POLYSACCHARIDE COMPOSITION AND METHOD FOR REDUCING PROTEIN ADSORPTION

Abstract

Provided are a polysaccharide composition and method capable of reducing, whether during pre-wear immersion or during post-wear cleaning, the amount of protein adsorbed on hard contact lenses and orthokeratology lenses.
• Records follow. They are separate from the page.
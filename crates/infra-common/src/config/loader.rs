use crate::errors::types::{Error, Result};
use ::config::builder::DefaultState;
use ::config::{Config, ConfigBuilder, Environment, File, FileFormat};
use serde::de::DeserializeOwned;
use std::path::Path;

/// Separator between the prefix and nested keys in environment variables,
/// e.g. `TABLEHUB__LOGGING__LEVEL=debug`.
pub const ENV_SEPARATOR: &str = "__";

/// Builds a configuration value from layered sources.
///
/// Later sources override earlier ones; environment variables are always
/// applied last.
pub struct ConfigLoader {
    builder: ConfigBuilder<DefaultState>,
    env_prefix: Option<String>,
}

impl ConfigLoader {
    /// Create a loader whose environment overrides use `env_prefix`.
    pub fn new(env_prefix: impl Into<String>) -> Self {
        Self {
            builder: Config::builder(),
            env_prefix: Some(env_prefix.into()),
        }
    }

    /// Create a loader that ignores the environment entirely.
    pub fn without_env() -> Self {
        Self {
            builder: Config::builder(),
            env_prefix: None,
        }
    }

    /// Add a configuration file. A missing file is not an error unless `required`.
    pub fn with_file(mut self, path: &Path, required: bool) -> Self {
        self.builder = self.builder.add_source(File::from(path).required(required));
        self
    }

    /// Add an inline TOML document.
    pub fn with_toml(mut self, contents: &str) -> Self {
        self.builder = self.builder.add_source(File::from_str(contents, FileFormat::Toml));
        self
    }

    /// Resolve all sources into `T`.
    pub fn load<T: DeserializeOwned>(self) -> Result<T> {
        let mut builder = self.builder;
        if let Some(prefix) = self.env_prefix {
            builder = builder.add_source(
                Environment::with_prefix(&prefix)
                    .separator(ENV_SEPARATOR)
                    .try_parsing(true),
            );
        }

        let resolved = builder.build()?;
        resolved
            .try_deserialize::<T>()
            .map_err(|e| Error::Config(format!("Failed to deserialize config: {}", e)))
    }

    /// Shorthand for loading a TOML string without environment overrides.
    pub fn from_toml_str<T: DeserializeOwned>(contents: &str) -> Result<T> {
        Self::without_env().with_toml(contents).load()
    }
}
//! Game tables: per-table state, the table registry, and the commands that
//! unwind a user's relationship to a table.

mod commands;
mod registry;
mod state;

pub use commands::{TableCommandHandler, TableCommands};
pub use registry::{Table, TableRegistry};
pub use state::{Player, TableState};
//! Identifier types shared across the crate

use serde::{Deserialize, Serialize};
use std::fmt;
use uuid::Uuid;

/// Logical user identity, stable across connections
#[derive(Debug, Clone, Copy, PartialEq, Eq, PartialOrd, Ord, Hash, Serialize, Deserialize)]
pub struct UserId(pub u64);

impl fmt::Display for UserId {
    fn fmt(&self, f: &mut fmt::Formatter<'_>) -> fmt::Result {
        write!(f, "{}", self.0)
    }
}

/// Table identity, assigned in increasing order by the table registry
#[derive(Debug, Clone, Copy, PartialEq, Eq, PartialOrd, Ord, Hash, Serialize, Deserialize)]
pub struct TableId(pub u64);

impl fmt::Display for TableId {
    fn fmt(&self, f: &mut fmt::Formatter<'_>) -> fmt::Result {
        write!(f, "{}", self.0)
    }
}

/// Identity of a single transport connection
#[derive(Debug, Clone, Copy, PartialEq, Eq, Hash, Serialize, Deserialize)]
pub struct ConnectionId(pub Uuid);

impl ConnectionId {
    pub fn new() -> Self {
        Self(Uuid::new_v4())
    }
}

impl fmt::Display for ConnectionId {
    fn fmt(&self, f: &mut fmt::Formatter<'_>) -> fmt::Result {
        write!(f, "{}", self.0)
    }
}
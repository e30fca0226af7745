//! Common test helpers for session-core integration tests
//!
//! Provides a fully wired coordinator whose table commands are recorded, so
//! tests can assert on dispatch order and on the table lock state at the
//! moment each command ran.

#![allow(dead_code)]

use async_trait::async_trait;
use parking_lot::Mutex;
use std::collections::HashSet;
use std::sync::atomic::{AtomicBool, Ordering};
use std::sync::Arc;
use tablehub_session_core::{
    CloseReason, ConnectionHandle, CoordinatorConfig, EventBus, LobbyEvent, Result,
    SessionCoordinator, SessionError, SessionRegistry, Table, TableCommandHandler, TableCommands,
    TableId, TableRegistry, UserId,
};
use tokio::sync::{broadcast, mpsc};

pub fn init_tracing() {
    let _ = tracing_subscriber::fmt()
        .with_env_filter(tracing_subscriber::EnvFilter::from_default_env())
        .with_test_writer()
        .try_init();
}

#[derive(Debug, Clone, Copy, PartialEq, Eq)]
pub enum Call {
    Leave(TableId),
    StepAway(TableId),
}

/// Records every command, then forwards to the real handler unless the
/// table is configured to fail.
pub struct RecordingCommands {
    tables: Arc<TableRegistry>,
    inner: TableCommandHandler,
    calls: Mutex<Vec<Call>>,
    fail_on: Mutex<HashSet<TableId>>,
    saw_held_lock: AtomicBool,
}

impl RecordingCommands {
    pub fn new(tables: Arc<TableRegistry>, events: EventBus) -> Self {
        Self {
            inner: TableCommandHandler::new(tables.clone(), events),
            tables,
            calls: Mutex::new(Vec::new()),
            fail_on: Mutex::new(HashSet::new()),
            saw_held_lock: AtomicBool::new(false),
        }
    }

    pub fn fail_on(&self, table_id: TableId) {
        self.fail_on.lock().insert(table_id);
    }

    pub fn calls(&self) -> Vec<Call> {
        self.calls.lock().clone()
    }

    /// Whether any command ran while its table's lock was already held
    pub fn saw_held_lock(&self) -> bool {
        self.saw_held_lock.load(Ordering::SeqCst)
    }

    fn record(&self, call: Call, table_id: TableId) -> Result<()> {
        self.calls.lock().push(call);
        if let Some(table) = self.tables.get(table_id) {
            if table.try_lock().is_none() {
                self.saw_held_lock.store(true, Ordering::SeqCst);
            }
        }
        if self.fail_on.lock().contains(&table_id) {
            return Err(SessionError::internal(format!("injected failure on table {}", table_id)));
        }
        Ok(())
    }
}

#[async_trait]
impl TableCommands for RecordingCommands {
    async fn leave(&self, user_id: UserId, table_id: TableId) -> Result<()> {
        self.record(Call::Leave(table_id), table_id)?;
        self.inner.leave(user_id, table_id).await
    }

    async fn step_away(&self, user_id: UserId, table_id: TableId) -> Result<()> {
        self.record(Call::StepAway(table_id), table_id)?;
        self.inner.step_away(user_id, table_id).await
    }
}

pub struct Harness {
    pub coordinator: Arc<SessionCoordinator>,
    pub sessions: Arc<SessionRegistry>,
    pub tables: Arc<TableRegistry>,
    pub events: EventBus,
    pub commands: Arc<RecordingCommands>,
}

impl Harness {
    pub fn new() -> Self {
        Self::with_config(CoordinatorConfig::default())
    }

    pub fn with_config(config: CoordinatorConfig) -> Self {
        init_tracing();
        let sessions = Arc::new(SessionRegistry::new());
        let tables = Arc::new(TableRegistry::new());
        let events = EventBus::new(config.event_capacity);
        let commands = Arc::new(RecordingCommands::new(tables.clone(), events.clone()));
        let coordinator = Arc::new(SessionCoordinator::new(
            sessions.clone(),
            tables.clone(),
            commands.clone(),
            events.clone(),
            config,
        ));
        Self {
            coordinator,
            sessions,
            tables,
            events,
            commands,
        }
    }

    /// Connect `user` on a fresh connection.
    pub async fn connect(
        &self,
        user: u64,
    ) -> (ConnectionHandle, mpsc::UnboundedReceiver<CloseReason>) {
        let (handle, rx) = ConnectionHandle::new();
        self.coordinator
            .on_connect(UserId(user), format!("user{}", user), handle.clone())
            .await;
        (handle, rx)
    }

    pub fn pending_table(&self, seated: &[u64]) -> Arc<Table> {
        let table = self.tables.create("pending");
        {
            let mut state = table.lock();
            for &id in seated {
                state.add_player(UserId(id), format!("user{}", id));
            }
        }
        table
    }

    pub fn running_table(&self, seated: &[u64]) -> Arc<Table> {
        let table = self.pending_table(seated);
        table.lock().running = true;
        table
    }

    pub fn watched_table(&self, spectators: &[u64]) -> Arc<Table> {
        let table = self.running_table(&[900, 901]);
        {
            let mut state = table.lock();
            for &id in spectators {
                state.add_spectator(UserId(id));
            }
        }
        table
    }
}

/// Drain everything currently queued on a subscriber.
pub fn drain(rx: &mut broadcast::Receiver<LobbyEvent>) -> Vec<LobbyEvent> {
    let mut events = Vec::new();
    while let Ok(event) = rx.try_recv() {
        events.push(event);
    }
    events
}
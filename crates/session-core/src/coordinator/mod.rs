//! Connect/Disconnect Coordinator
//!
//! Owns the serialization lock shared by the connect and disconnect paths and
//! drives the session and table registries through both.

mod connect;
mod coordinator;
mod disconnect;

pub use connect::ConnectOutcome;
pub use coordinator::SessionCoordinator;
pub use disconnect::{DisconnectOutcome, DisconnectPlan};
The polysaccharide composition and method reduce the amount of protein adsorbed on hard contact lenses and thereby prevent corneal abrasions and inflammations of the conjunctiva and cornea.

Claims

1. A polysaccharide composition for reducing protein adsorption, essentially comprising alginic acid, carrageenan and buffer solution.

2. The composition of claim 1, further comprising γ-polyglutamic acid (γ-PGA).

3. The composition of claim 1, wherein a ratio of the alginic acid to the carrageenan is 1:1.

4. The composition of claim 1, wherein both the alginic acid and the carrageenan have a concentration of 1˜10 mg/ml.

5. The composition of claim 1, wherein both the alginic acid and the carrageenan have a concentration of 2.25˜9 mg/ml.

6. The composition of claim 1, wherein the buffer solution has a pH of 6.5˜7.5.

7. The composition of claim 1, which is a hard contact lens cleaning solution or multipurpose solution.

8. A method of using the composition of claim 1 to manufacture a reagent for reducing protein adsorption.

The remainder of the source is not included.